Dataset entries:
== Segment start ==

// Broadcast hub behavior through the public library API

use async_trait::async_trait;
use std::sync::{Arc, Mutex};
use std::time::{Duration, Instant};
use tokio::sync::mpsc;
use warp::ws::Message;

use rusty_chat_hub::core::{
    BroadcastHub, ChannelSink, Clock, Connection, ConnectionRegistry, FixedWindowRateLimiter,
    InboundMessage, MessageSink, OutboundEvent,
};
use rusty_chat_hub::error::{HubError, Result};

const PREFIX: &str = "Message from the server";

// Clock moved forward by hand to simulate window expiry
struct ManualClock {
    start: Instant,
    offset: Mutex<Duration>,
}

impl ManualClock {
    fn new() -> Self {
        Self {
            start: Instant::now(),
            offset: Mutex::new(Duration::ZERO),
        }
    }

    fn advance(&self, by: Duration) {
        *self.offset.lock().unwrap() += by;
    }
}

impl Clock for ManualClock {
    fn now(&self) -> Instant {
        self.start + *self.offset.lock().unwrap()
    }
}

#[derive(Default)]
struct RecordingSink {
    events: Mutex<Vec<OutboundEvent>>,
}

impl RecordingSink {
    fn recorded(&self) -> Vec<(String, String, String, String)> {
        self.events
            .lock()
            .unwrap()
            .iter()
            .map(|e| {
                let (prefix, user, message, date_time) = e.message.fields();
                (
                    prefix.to_string(),
                    user.to_string(),
                    message.to_string(),
                    date_time.to_string(),
                )
            })
            .collect()
    }
}

#[async_trait]
impl MessageSink for RecordingSink {
    async fn deliver(&self, event: &OutboundEvent) -> Result<()> {
        self.events.lock().unwrap().push(event.clone());
        Ok(())
    }
}

fn build_hub(clock: Arc<ManualClock>) -> BroadcastHub {
    let limiter = FixedWindowRateLimiter::with_clock(10, Duration::from_secs(60), clock);
    BroadcastHub::new(Arc::new(ConnectionRegistry::new()), Arc::new(limiter))
}

fn register_recorder(hub: &BroadcastHub) -> Arc<RecordingSink> {
    let sink = Arc::new(RecordingSink::default());
    hub.registry()
        .register(Connection::new("unknown", sink.clone()))
        .unwrap();
    sink
}

fn hello() -> InboundMessage {
    InboundMessage::new("Alice", "hi", "t")
}

#[tokio::test]
async fn test_three_connections_receive_one_message() {
    let hub = build_hub(Arc::new(ManualClock::new()));
    let sinks: Vec<_> = (0..3).map(|_| register_recorder(&hub)).collect();

    let delivered = hub.handle_inbound("1.2.3.4", hello()).await.unwrap();

    assert_eq!(delivered, 3);
    let expected = (
        PREFIX.to_string(),
        "Alice".to_string(),
        "hi".to_string(),
        "t".to_string(),
    );
    for sink in &sinks {
        assert_eq!(sink.recorded(), vec![expected.clone()]);
    }
}

#[tokio::test]
async fn test_eleventh_call_in_window_is_rejected() {
    let hub = build_hub(Arc::new(ManualClock::new()));
    let sink = register_recorder(&hub);

    for call in 1..=10 {
        let result = hub.handle_inbound("1.2.3.4", hello()).await;
        assert!(result.is_ok(), "call {} should be admitted", call);
    }
    let before = sink.recorded().len();

    let result = hub.handle_inbound("1.2.3.4", hello()).await;

    assert!(matches!(result, Err(HubError::RateLimited)));
    assert_eq!(sink.recorded().len(), before);
}

#[tokio::test]
async fn test_sender_admitted_again_after_window() {
    let clock = Arc::new(ManualClock::new());
    let hub = build_hub(clock.clone());
    let sink = register_recorder(&hub);

    for _ in 0..10 {
        hub.handle_inbound("1.2.3.4", hello()).await.unwrap();
    }
    assert!(hub.handle_inbound("1.2.3.4", hello()).await.is_err());

    clock.advance(Duration::from_secs(60));

    assert_eq!(hub.handle_inbound("1.2.3.4", hello()).await.unwrap(), 1);
    assert_eq!(sink.recorded().len(), 11);
}

#[tokio::test]
async fn test_concurrent_registration() {
    let registry = Arc::new(ConnectionRegistry::new());
    let tasks: Vec<_> = (0..50)
        .map(|_| {
            let registry = registry.clone();
            tokio::spawn(async move {
                let sink: Arc<dyn MessageSink> = Arc::new(RecordingSink::default());
                registry.register(Connection::new("unknown", sink)).unwrap();
            })
        })
        .collect();
    for task in tasks {
        task.await.unwrap();
    }

    assert_eq!(registry.snapshot().len(), 50);
}

#[tokio::test]
async fn test_unregister_twice_is_noop() {
    let hub = build_hub(Arc::new(ManualClock::new()));
    let sink = Arc::new(RecordingSink::default());
    let handle = hub
        .registry()
        .register(Connection::new("unknown", sink.clone()))
        .unwrap();

    assert!(hub.registry().unregister(&handle.id));
    assert!(!hub.registry().unregister(&handle.id));
    assert!(hub
        .registry()
        .snapshot()
        .iter()
        .all(|h| h.id != handle.id));

    hub.handle_inbound("1.2.3.4", hello()).await.unwrap();
    assert!(sink.recorded().is_empty());
}

#[tokio::test]
async fn test_slow_client_is_dropped_without_blocking_others() {
    let hub = build_hub(Arc::new(ManualClock::new()));
    let fast = register_recorder(&hub);

    // A client whose outbound queue is already full and never drained
    let (tx, _rx) = mpsc::channel::<Message>(1);
    tx.try_send(Message::text("backlog")).unwrap();
    let slow = hub
        .registry()
        .register(Connection::new(
            "unknown",
            Arc::new(ChannelSink::new(tx, Duration::from_millis(50))),
        ))
        .unwrap();

    let delivered = hub.handle_inbound("1.2.3.4", hello()).await.unwrap();

    assert_eq!(delivered, 1);
    assert_eq!(fast.recorded().len(), 1);
    assert!(!hub.registry().contains(&slow.id));
    assert!(!slow.is_open());
}

#[tokio::test]
async fn test_concurrent_senders_all_broadcast() {
    let hub = Arc::new(build_hub(Arc::new(ManualClock::new())));
    let sink = register_recorder(&hub);

    let tasks: Vec<_> = (0..5)
        .map(|i| {
            let hub = hub.clone();
            tokio::spawn(async move {
                hub.handle_inbound(
                    &format!("10.0.0.{}", i),
                    InboundMessage::new(format!("user{}", i), "hello", "t"),
                )
                .await
            })
        })
        .collect();
    for task in tasks {
        assert_eq!(task.await.unwrap().unwrap(), 1);
    }

    let mut users: Vec<String> = sink.recorded().into_iter().map(|r| r.1).collect();
    users.sort();
    assert_eq!(users, vec!["user0", "user1", "user2", "user3", "user4"]);
}

#[tokio::test]
async fn test_script_payload_is_escaped() {
    let hub = build_hub(Arc::new(ManualClock::new()));
    let sink = register_recorder(&hub);

    hub.handle_inbound(
        "1.2.3.4",
        InboundMessage::new("Alice", "<script>alert(1)</script>", "t"),
    )
    .await
    .unwrap();

    let (_, _, message, _) = sink.recorded().remove(0);
    assert!(!message.contains('<'));
    assert!(!message.contains('>'));
    assert_eq!(message, "&lt;script&gt;alert(1)&lt;/script&gt;");
}
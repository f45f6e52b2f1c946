//! HTTP surface: greeting, health, static frontend and the chat socket,
//! behind the global per-IP rate limit and the CORS policy.

use log::{debug, warn};
use std::convert::Infallible;
use std::net::SocketAddr;
use warp::http::{HeaderMap, StatusCode};
use warp::{Filter, Rejection, Reply};

use crate::constants::{HTTP_RATE_LIMITED_BODY, ROOT_GREETING, WS_PATH};
use crate::core::ip_extractor::extract_source_key;
use crate::core::server::SharedServerState;
use crate::handlers::websocket::handle_ws_client;
use crate::security::headers::security_headers;

/// Rejection raised when a source exceeds the HTTP rate limit
#[derive(Debug)]
pub struct RateLimitExceeded;

impl warp::reject::Reject for RateLimitExceeded {}

/// All routes of the server
pub fn routes(
    state: SharedServerState,
) -> impl Filter<Extract = (impl Reply,), Error = Infallible> + Clone {
    let cors = warp::cors()
        .allow_origin(state.config.cors_origin().as_str())
        .allow_credentials(true)
        .allow_methods(vec!["GET", "POST"])
        .allow_headers(vec!["content-type", "x-requested-with"]);

    let root = warp::path::end().and(warp::get()).map(|| ROOT_GREETING);

    let health = warp::path("health")
        .and(warp::path::end())
        .and(warp::get())
        .map(|| "OK");

    let static_files = warp::get().and(warp::fs::dir(state.config.static_dir.clone()));

    let http = root
        .or(health)
        .or(static_files)
        .with(warp::reply::with::headers(security_headers()));

    let ws_route = warp::path(WS_PATH)
        .and(warp::path::end())
        .and(warp::ws())
        .and(source_key(state.clone()))
        .and(with_state(state.clone()))
        .map(|ws: warp::ws::Ws, source_key: String, state: SharedServerState| {
            debug!("New websocket connection from {}", source_key);
            ws.on_upgrade(move |socket| handle_ws_client(socket, source_key, state))
        });

    // CORS wraps the recovered replies so a 429 still carries the allow-origin headers;
    // the outer recover turns CorsForbidden into a 403
    rate_gate(state)
        .and(ws_route.or(http))
        .recover(handle_rejection)
        .with(cors)
        .recover(handle_rejection)
}

// Helper function to include server state in request
fn with_state(
    state: SharedServerState,
) -> impl Filter<Extract = (SharedServerState,), Error = Infallible> + Clone {
    warp::any().map(move || state.clone())
}

// Source key of the requesting client
fn source_key(
    state: SharedServerState,
) -> impl Filter<Extract = (String,), Error = Infallible> + Clone {
    warp::addr::remote()
        .and(warp::header::headers_cloned())
        .map(move |remote: Option<SocketAddr>, headers: HeaderMap| {
            extract_source_key(&headers, remote, &state.ip_config)
        })
}

// Global fixed-window limit applied before any route
fn rate_gate(state: SharedServerState) -> impl Filter<Extract = (), Error = Rejection> + Clone {
    source_key(state.clone())
        .and(with_state(state))
        .and_then(check_rate_limit)
        .untuple_one()
}

async fn check_rate_limit(source_key: String, state: SharedServerState) -> Result<(), Rejection> {
    if state.http_limiter.try_acquire(&source_key) {
        Ok(())
    } else {
        warn!("HTTP rate limit exceeded for {}", source_key);
        Err(warp::reject::custom(RateLimitExceeded))
    }
}

/// Turn rejections into plain-text status replies
pub async fn handle_rejection(err: Rejection) -> Result<impl Reply, Infallible> {
    let (code, message) = if err.find::<RateLimitExceeded>().is_some() {
        (StatusCode::TOO_MANY_REQUESTS, HTTP_RATE_LIMITED_BODY)
    } else if err.is_not_found() {
        (StatusCode::NOT_FOUND, "Not Found")
    } else if err.find::<warp::reject::MethodNotAllowed>().is_some() {
        (StatusCode::METHOD_NOT_ALLOWED, "Method Not Allowed")
    } else if err.find::<warp::cors::CorsForbidden>().is_some() {
        (StatusCode::FORBIDDEN, "Origin not allowed")
    } else {
        debug!("Unhandled rejection: {:?}", err);
        (StatusCode::BAD_REQUEST, "Bad Request")
    };

    Ok(warp::reply::with_status(message, code))
}
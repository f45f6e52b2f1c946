//! Rusty Chat Hub - a real-time WebSocket chat server
//!
//! This library provides a connection registry, a fixed-window rate
//! limiter keyed by client IP and a broadcast hub that sanitizes chat
//! messages and fans them out to every connected client.

pub mod config;
pub mod constants;
pub mod core;
pub mod error;
pub mod handlers;
pub mod security;

// Re-export main components
pub use config::*;
pub use constants::*;
//! Fixed-record repository and a context that only counts.

use std::sync::atomic::{AtomicUsize, Ordering};
use std::sync::{Arc, Mutex};

use ana::{Finalized, Operation, Repository, Session, SessionCtx, TrackedOperation};
use async_trait::async_trait;

type Record = TrackedOperation<String, String>;

/// Session context that records finalizations instead of persisting them.
///
/// Clones share their counters.
#[derive(Debug, Clone, Default)]
pub struct RecordingContext {
    successes: Arc<AtomicUsize>,
    failures: Arc<AtomicUsize>,
    last: Arc<Mutex<Option<Record>>>,
}

impl RecordingContext {
    pub fn new() -> Self {
        Self::default()
    }

    pub fn success_count(&self) -> usize {
        self.successes.load(Ordering::SeqCst)
    }

    pub fn fail_count(&self) -> usize {
        self.failures.load(Ordering::SeqCst)
    }

    /// Snapshot passed to the most recent finalizer.
    pub fn last(&self) -> Option<Record> {
        self.last.lock().ok().and_then(|last| last.clone())
    }

    fn remember(&self, operation: Record) {
        if let Ok(mut last) = self.last.lock() {
            *last = Some(operation);
        }
    }
}

#[async_trait]
impl SessionCtx<String, String> for RecordingContext {
    async fn success(self, operation: Record) -> anyhow::Result<Finalized> {
        self.successes.fetch_add(1, Ordering::SeqCst);
        self.remember(operation);
        Ok(Finalized::Committed)
    }

    async fn fail(self, operation: Record) -> anyhow::Result<()> {
        self.failures.fetch_add(1, Ordering::SeqCst);
        self.remember(operation);
        Ok(())
    }
}

/// Repository whose `fetch_or_start` always reports the same record.
///
/// `StaticRepository::empty()` behaves like a store that has never seen the
/// operation.
#[derive(Debug, Clone, Default)]
pub struct StaticRepository {
    tracked: Option<Record>,
    context: RecordingContext,
}

impl StaticRepository {
    pub fn empty() -> Self {
        Self::default()
    }

    pub fn with_tracked(tracked: Record) -> Self {
        Self {
            tracked: Some(tracked),
            context: RecordingContext::new(),
        }
    }

    /// Shared with every session this repository opens.
    pub fn context(&self) -> &RecordingContext {
        &self.context
    }
}

#[async_trait]
impl Repository for StaticRepository {
    type Payload = String;
    type Output = String;
    type Context = RecordingContext;

    async fn fetch_or_start<O>(&self, _operation: &O) -> anyhow::Result<Option<Record>>
    where
        O: Operation<Self::Context, Payload = Self::Payload, Output = Self::Output>,
    {
        Ok(self.tracked.clone())
    }

    async fn new_session<'o, O>(
        &self,
        operation: &'o O,
    ) -> anyhow::Result<Session<'o, O, Self::Context>>
    where
        O: Operation<Self::Context, Payload = Self::Payload, Output = Self::Output>,
    {
        Ok(Session::new(operation, self.context.clone()))
    }
}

== Segment end ==

**Work instructions:** Look through the data above and report every line in which "library" appears.

**Solved problem:**
// Broadcast hub behavior through the public library API
//! This library provides a connection registry, a fixed-window rate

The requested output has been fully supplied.